Moussa Kaka, journaliste nigérien enlevé à Niamey : la vérité derrière sa disparition

Le journaliste Moussa Kaka, figure emblématique des médias au Niger, a disparu dans des circonstances troubles à Niamey le lundi 31 août. Depuis, plus aucune nouvelle de lui, ni de son véhicule, ni de ses téléphones. Les hôpitaux de la capitale n’ont enregistré aucune admission correspondant à son profil. Face à ces éléments, l’hypothèse d’une simple disparition devient intenable : il s’agit bel et bien d’un enlèvement ciblé.

Une disparition qui ne laisse aucune place au doute

Dans la soirée du 31 août 2026, Moussa Kaka quittait les locaux de la Radio Télévision Saraounia vers 19 heures pour rentrer chez lui. Depuis, plus aucun signe de vie. Son véhicule reste introuvable, ses appareils de communication sont éteints, et aucune piste sérieuse n’a été exploitée par les autorités. À Niamey, où la surveillance est omniprésente, un homme de son envergure ne peut s’évanouir sans laisser de traces : il a été enlevé.

Un modus operandi bien connu au Niger

Cet acte s’inscrit dans une logique de répression systématique contre les journalistes indépendants au Niger. Moussa Kaka, ancien correspondant historique d’une grande radio internationale, a toujours incarné une voix libre et critique, notamment face aux autorités en place. Son enlèvement n’est pas un hasard : c’est une tactique de musellement.

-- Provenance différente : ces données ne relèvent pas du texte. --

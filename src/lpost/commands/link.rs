use crate::commands::helpers::{resolve, PostSelector};
use crate::commands::CmdResult;
use crate::error::Result;
use crate::posts::PostStore;
use crate::store::StorageBackend;

/// The image's data URL, ready for the clipboard or an `<img src>`.
pub fn run<B: StorageBackend>(store: &PostStore<B>, selector: &PostSelector) -> Result<CmdResult> {
    let dp = resolve(store, selector)?;
    let mut result = CmdResult::default();
    result.links.push(dp.post.image.clone());
    Ok(result.with_affected_posts(vec![dp.post]))
}
//! # Post Store
//!
//! Owns the gallery's post collection. The whole collection is loaded once
//! into memory and every mutation rewrites the persisted record in full,
//! so the in-memory copy and the stored blob never diverge.
//!
//! A mutation that fails, whether on validation or on the write itself,
//! leaves both untouched.

use crate::data_url;
use crate::error::{GalleryError, Result, ValidationError};
use crate::model::{ImageFormat, Post, MAX_IMAGE_BYTES, UNTITLED};
use crate::store::{StorageBackend, POSTS_KEY};
use chrono::Utc;
use tracing::{debug, info};

pub struct PostStore<B: StorageBackend> {
    backend: B,
    posts: Vec<Post>,
    last_id_millis: i64,
}

impl<B: StorageBackend> PostStore<B> {
    /// Load the persisted collection. A missing record is an empty gallery;
    /// a corrupt one is an error rather than silently discarded data.
    pub fn open(backend: B) -> Result<Self> {
        let posts = match backend.get(POSTS_KEY)? {
            Some(raw) => serde_json::from_str::<Vec<Post>>(&raw)?,
            None => Vec::new(),
        };
        debug!(count = posts.len(), "posts loaded");

        Ok(Self {
            backend,
            posts,
            last_id_millis: 0,
        })
    }

    /// Snapshot of the collection, newest first.
    pub fn list(&self) -> Vec<Post> {
        self.posts.clone()
    }

    pub fn len(&self) -> usize {
        self.posts.len()
    }

    pub fn is_empty(&self) -> bool {
        self.posts.is_empty()
    }

    pub fn get(&self, id: &str) -> Option<&Post> {
        self.posts.iter().find(|p| p.id == id)
    }

    /// 1-based display position of the post with `id`.
    pub fn position(&self, id: &str) -> Option<usize> {
        self.posts.iter().position(|p| p.id == id).map(|i| i + 1)
    }

    /// Post at a 1-based display position (1 is the newest).
    pub fn at(&self, index: usize) -> Option<&Post> {
        index.checked_sub(1).and_then(|i| self.posts.get(i))
    }

    pub fn add(
        &mut self,
        title: &str,
        description: &str,
        image: Option<&[u8]>,
        mime_type: &str,
    ) -> Result<Post> {
        let (bytes, format) = validate(image, mime_type)?;

        let title = match title.trim() {
            "" => UNTITLED.to_string(),
            t => t.to_string(),
        };
        let post = Post {
            id: self.next_id(),
            title,
            description: description.trim().to_string(),
            image: data_url::encode(bytes, format),
            created_at: Utc::now(),
        };

        self.posts.insert(0, post);
        if let Err(e) = self.persist() {
            self.posts.remove(0);
            return Err(e);
        }

        let post = self.posts[0].clone();
        info!(id = %post.id, title = %post.title, format = %format, bytes = bytes.len(), "post added");
        Ok(post)
    }

    /// Drop every post. Clearing an empty gallery is a no-op success.
    pub fn clear(&mut self) -> Result<()> {
        self.backend.remove(POSTS_KEY)?;
        let removed = self.posts.len();
        self.posts.clear();
        info!(removed, "posts cleared");
        Ok(())
    }

    /// Remove the persisted collection without loading it, so a record
    /// that no longer parses can still be wiped.
    pub fn discard(backend: &B) -> Result<()> {
        backend.remove(POSTS_KEY)?;
        info!("posts record discarded");
        Ok(())
    }

    fn persist(&self) -> Result<()> {
        let raw = serde_json::to_string(&self.posts).map_err(GalleryError::Serialization)?;
        self.backend.set(POSTS_KEY, &raw)
    }

    /// Base-36 millisecond timestamp, bumped past the previous id and past
    /// anything already in the collection.
    fn next_id(&mut self) -> String {
        let mut millis = Utc::now().timestamp_millis().max(self.last_id_millis + 1);
        let mut id = to_base36(millis);
        while self.posts.iter().any(|p| p.id == id) {
            millis += 1;
            id = to_base36(millis);
        }
        self.last_id_millis = millis;
        id
    }
}

/// Check an incoming image: present, an accepted format, within size.
pub fn validate<'a>(
    image: Option<&'a [u8]>,
    mime_type: &str,
) -> std::result::Result<(&'a [u8], ImageFormat), ValidationError> {
    let bytes = match image {
        Some(b) if !b.is_empty() => b,
        _ => return Err(ValidationError::MissingImage),
    };
    let format = ImageFormat::from_mime(mime_type)
        .ok_or_else(|| ValidationError::UnsupportedFormat(mime_type.to_string()))?;
    if bytes.len() > MAX_IMAGE_BYTES {
        return Err(ValidationError::TooLarge {
            size: bytes.len(),
            max: MAX_IMAGE_BYTES,
        });
    }
    Ok((bytes, format))
}

fn to_base36(mut n: i64) -> String {
    const DIGITS: &[u8; 36] = b"0123456789abcdefghijklmnopqrstuvwxyz";
    if n <= 0 {
        return "0".to_string();
    }
    let mut out = Vec::new();
    while n > 0 {
        out.push(DIGITS[(n % 36) as usize]);
        n /= 36;
    }
    out.reverse();
    String::from_utf8(out).unwrap_or_default()
}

L’absence totale de revendication ou de communication officielle après près de 72 heures renforce l’hypothèse d’un enlèvement extrajudiciaire. Le silence des services de sécurité n’est pas anodin : il pourrait refléter une stratégie délibérée pour étouffer l’affaire et tester les réactions locales et internationales.

Un contexte politique explosif

Cet enlèvement survient dans un climat de tensions accrues à Niamey, où la sécurité se dégrade et les dissidents sont traqués. Pour la profession, le message est clair : faire taire les dernières voix critiques du pays. Les organisations de défense des droits humains, comme Reporters sans frontières, ont alerté sur l’urgence de la situation, mais les appels à la libération se heurtent au mutisme des autorités.

Chaque heure qui passe sans nouvelles de Moussa Kaka alourdit la responsabilité de ceux qui détiennent le pouvoir à Niamey. La communauté internationale et les journalistes du monde entier exigent sa libération immédiate et sans condition.